#### [DATA SECTION]
□ □ □ □ □

// Copyright (c) 2026 Quorumcast
// Licensed under the Apache License, Version 2.0 (the "License");
// you may not use this file except in compliance with the License.
// You may obtain a copy of the License at
//     http://www.apache.org/licenses/LICENSE-2.0
// Unless required by applicable law or agreed to in writing, software
// distributed under the License is distributed on an "AS IS" BASIS,
// WITHOUT WARRANTIES OR CONDITIONS OF ANY KIND, either express or implied.
// See the License for the specific language governing permissions and
// limitations under the License.

#![forbid(unsafe_code)]
#![warn(missing_docs)]

//! Wire format for the five broadcast opcodes.
//!
//! These encodings ARE the protocol; every field and size below is part
//! of the wire format. The transport frames each message with a
//! little-endian `u32` length; inside a frame the layout is a common
//! preamble `{opcode: u8, sender_idx: i32, round_number: i32}` followed
//! by the per-opcode body. All multi-byte integers are little-endian.
//! The payload, where present, is the remainder of the frame.
//!
//! | opcode | body |
//! |--------|------|
//! | `ACK (0x00)`  | *(preamble only; `round_number = 0`)* |
//! | `SEND (0x01)` | `ip_len: u32, ip, payload` |
//! | `ECHO (0x02)` | `ip_len: u32, ip, signature[64], payload` |
//! | `FIN (0x03)`  | `ip_len: u32, ip, sig_count: i32, (node: i32, sig[64])*, payload` |
//! | `SUP (0x04)`  | `ip_len: u32, ip, original_sender: i32, sig_count: i32, (node: i32, sig[64])*, payload` |

use thiserror::Error;

use crate::core::types::{NodeId, Round, SigEntry, Signature64};

/// Largest frame the transport will accept (including the codec bytes,
/// excluding the length prefix itself).
pub const MAX_FRAME_LEN: usize = 40 * 1024 * 1024;

/// Decode failures. A malformed frame is dropped; the connection stays up.
#[derive(Debug, Error, PartialEq, Eq)]
pub enum CodecError {
    /// Frame ended before a fixed-size field.
    #[error("truncated frame")]
    Truncated,
    /// First byte is not a known opcode.
    #[error("unknown opcode {0:#04x}")]
    UnknownOpcode(u8),
    /// A signed wire integer was negative where an index/count is expected.
    #[error("negative field")]
    NegativeField,
    /// A length field overruns the frame.
    #[error("length overruns frame")]
    LengthOverrun,
    /// Bytes left over after a fixed-layout message.
    #[error("trailing bytes")]
    TrailingBytes,
    /// ip bytes are not valid UTF-8.
    #[error("bad address encoding")]
    BadAddress,
}

/// Message opcodes.
#[derive(Copy, Clone, Debug, PartialEq, Eq)]
#[repr(u8)]
pub enum Opcode {
    /// Connection handshake carrying the sender's node id.
    Ack = 0x00,
    /// Round payload from its originator.
    Send = 0x01,
    /// Signed acknowledgement of a SEND, returned to the originator.
    Echo = 0x02,
    /// Echo-quorum announcement carrying the collected signature set.
    Fin = 0x03,
    /// Per-origin amplification of a signature set.
    Sup = 0x04,
}

impl Opcode {
    fn from_u8(b: u8) -> Option<Self> {
        match b {
            0x00 => Some(Opcode::Ack),
            0x01 => Some(Opcode::Send),
            0x02 => Some(Opcode::Echo),
            0x03 => Some(Opcode::Fin),
            0x04 => Some(Opcode::Sup),
            _ => None,
        }
    }
}

/// A decoded protocol message.
#[derive(Clone, Debug, PartialEq, Eq)]
pub enum Frame {
    /// Handshake.
    Ack {
        /// Announcing node.
        sender: NodeId,
    },
    /// Round payload broadcast.
    Send {
        /// Originating node.
        sender: NodeId,
        /// Originator's round number.
        round: Round,
        /// Originator's `host:port` string.
        ip: String,
        /// Round payload.
        payload: Vec<u8>,
    },
    /// Signed acknowledgement. The payload field is empty on the wire;
    /// verification uses the payload recorded from the originating SEND.
    Echo {
        /// Echoing node.
        sender: NodeId,
        /// Round being acknowledged.
        round: Round,
        /// Echoing node's `host:port` string.
        ip: String,
        /// Signature over the original SEND payload.
        signature: Signature64,
        /// Empty on the wire.
        payload: Vec<u8>,
    },
    /// Echo-quorum announcement.
    Fin {
        /// Announcing node.
        sender: NodeId,
        /// Round the quorum was reached for.
        round: Round,
        /// Announcing node's `host:port` string.
        ip: String,
        /// Collected `(node, signature)` pairs.
        signatures: Vec<SigEntry>,
        /// Empty on the wire.
        payload: Vec<u8>,
    },
    /// Amplification message driving delivery.
    Sup {
        /// Forwarding node.
        sender: NodeId,
        /// Round of the original broadcast.
        round: Round,
        /// Forwarding node's `host:port` string.
        ip: String,
        /// Node whose broadcast the signatures certify.
        original_sender: NodeId,
        /// Forwarded `(node, signature)` pairs.
        signatures: Vec<SigEntry>,
        /// Empty on the wire.
        payload: Vec<u8>,
    },
}

impl Frame {
    /// Opcode of this message.
    pub fn opcode(&self) -> Opcode {
        match self {
            Frame::Ack { .. } => Opcode::Ack,
            Frame::Send { .. } => Opcode::Send,
            Frame::Echo { .. } => Opcode::Echo,
            Frame::Fin { .. } => Opcode::Fin,
            Frame::Sup { .. } => Opcode::Sup,
        }
    }

    /// Encode into a frame body (the transport adds the length prefix).
    pub fn encode(&self) -> Vec<u8> {
        let mut out = Vec::with_capacity(64);
        match self {
            Frame::Ack { sender } => {
                put_preamble(&mut out, Opcode::Ack, *sender, 0);
            }
            Frame::Send {
                sender,
                round,
                ip,
                payload,
            } => {
                out.reserve(ip.len() + payload.len() + 16);
                put_preamble(&mut out, Opcode::Send, *sender, *round);
                put_ip(&mut out, ip);
                out.extend_from_slice(payload);
            }
            Frame::Echo {
                sender,
                round,
                ip,
                signature,
                payload,
            } => {
                out.reserve(ip.len() + payload.len() + Signature64::LENGTH + 16);
                put_preamble(&mut out, Opcode::Echo, *sender, *round);
                put_ip(&mut out, ip);
                out.extend_from_slice(signature.as_bytes());
                out.extend_from_slice(payload);
            }
            Frame::Fin {
                sender,
                round,
                ip,
                signatures,
                payload,
            } => {
                put_preamble(&mut out, Opcode::Fin, *sender, *round);
                put_ip(&mut out, ip);
                put_sig_list(&mut out, signatures);
                out.extend_from_slice(payload);
            }
            Frame::Sup {
                sender,
                round,
                ip,
                original_sender,
                signatures,
                payload,
            } => {
                put_preamble(&mut out, Opcode::Sup, *sender, *round);
                put_ip(&mut out, ip);
                out.extend_from_slice(&(u32::from(*original_sender) as i32).to_le_bytes());
                put_sig_list(&mut out, signatures);
                out.extend_from_slice(payload);
            }
        }
        out
    }

    /// Decode a frame body.
    pub fn decode(buf: &[u8]) -> Result<Frame, CodecError> {
        let mut cur = Cursor { buf, pos: 0 };
        let op = cur.take_u8()?;
        let op = Opcode::from_u8(op).ok_or(CodecError::UnknownOpcode(op))?;
        let sender = NodeId::from(cur.take_index()?);
        let round: Round = cur.take_index()?;

        match op {
            Opcode::Ack => {
                if cur.remaining() != 0 {
                    return Err(CodecError::TrailingBytes);
                }
                Ok(Frame::Ack { sender })
            }
            Opcode::Send => {
                let ip = cur.take_ip()?;
                let payload = cur.take_rest();
                Ok(Frame::Send {
                    sender,
                    round,
                    ip,
                    payload,
                })
            }
            Opcode::Echo => {
                let ip = cur.take_ip()?;
                let signature = cur.take_signature()?;
                let payload = cur.take_rest();
                Ok(Frame::Echo {
                    sender,
                    round,
                    ip,
                    signature,
                    payload,
                })
            }
            Opcode::Fin => {
                let ip = cur.take_ip()?;
                let signatures = cur.take_sig_list()?;
                let payload = cur.take_rest();
                Ok(Frame::Fin {
                    sender,
                    round,
                    ip,
                    signatures,
                    payload,
                })
            }
            Opcode::Sup => {
                let ip = cur.take_ip()?;
                let original_sender = NodeId::from(cur.take_index()?);
                let signatures = cur.take_sig_list()?;
                let payload = cur.take_rest();
                Ok(Frame::Sup {
                    sender,
                    round,
                    ip,
                    original_sender,
                    signatures,
                    payload,
                })
            }
        }
    }
}

fn put_preamble(out: &mut Vec<u8>, op: Opcode, sender: NodeId, round: Round) {
    out.push(op as u8);
    out.extend_from_slice(&(u32::from(sender) as i32).to_le_bytes());
    out.extend_from_slice(&(round as i32).to_le_bytes());
}

fn put_ip(out: &mut Vec<u8>, ip: &str) {
    out.extend_from_slice(&(ip.len() as u32).to_le_bytes());
    out.extend_from_slice(ip.as_bytes());
}

fn put_sig_list(out: &mut Vec<u8>, sigs: &[SigEntry]) {
    out.extend_from_slice(&(sigs.len() as i32).to_le_bytes());
    for e in sigs {
        out.extend_from_slice(&(u32::from(e.node) as i32).to_le_bytes());
        out.extend_from_slice(e.signature.as_bytes());
    }
}

struct Cursor<'a> {
    buf: &'a [u8],
    pos: usize,
}

impl<'a> Cursor<'a> {
    fn remaining(&self) -> usize {
        self.buf.len() - self.pos
    }

    fn take(&mut self, n: usize) -> Result<&'a [u8], CodecError> {
        if self.remaining() < n {
            return Err(CodecError::Truncated);
        }
        let s = &self.buf[self.pos..self.pos + n];
        self.pos += n;
        Ok(s)
    }

    fn take_u8(&mut self) -> Result<u8, CodecError> {
        Ok(self.take(1)?[0])
    }

    fn take_i32(&mut self) -> Result<i32, CodecError> {
        let b: [u8; 4] = self.take(4)?.try_into().map_err(|_| CodecError::Truncated)?;
        Ok(i32::from_le_bytes(b))
    }

    fn take_u32(&mut self) -> Result<u32, CodecError> {
        let b: [u8; 4] = self.take(4)?.try_into().map_err(|_| CodecError::Truncated)?;
        Ok(u32::from_le_bytes(b))
    }

    /// A wire `i32` holding an index or count; negative is malformed.
    fn take_index(&mut self) -> Result<u32, CodecError> {
        let v = self.take_i32()?;
        if v < 0 {
            return Err(CodecError::NegativeField);
        }
        Ok(v as u32)
    }

    fn take_ip(&mut self) -> Result<String, CodecError> {
        let len = self.take_u32()? as usize;
        if len > self.remaining() {
            return Err(CodecError::LengthOverrun);
        }
        let bytes = self.take(len)?;
        String::from_utf8(bytes.to_vec()).map_err(|_| CodecError::BadAddress)
    }

    fn take_signature(&mut self) -> Result<Signature64, CodecError> {
        let bytes = self.take(Signature64::LENGTH)?;
        Signature64::from_slice(bytes).ok_or(CodecError::Truncated)
    }

    fn take_sig_list(&mut self) -> Result<Vec<SigEntry>, CodecError> {
        let count = self.take_index()? as usize;
        let entry_len = 4 + Signature64::LENGTH;
        if count.checked_mul(entry_len).map_or(true, |n| n > self.remaining()) {
            return Err(CodecError::LengthOverrun);
        }
        let mut out = Vec::with_capacity(count);
        for _ in 0..count {
            let node = NodeId::from(self.take_index()?);
            let signature = self.take_signature()?;
            out.push(SigEntry { node, signature });
        }
        Ok(out)
    }

    fn take_rest(&mut self) -> Vec<u8> {
        let rest = self.buf[self.pos..].to_vec();
        self.pos = self.buf.len();
        rest
    }
}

□ □ □ □ □

Among the lines above, count those that hold the word "where" and give only the count.

#### [RESPONSE TO THE EXERCISE]
2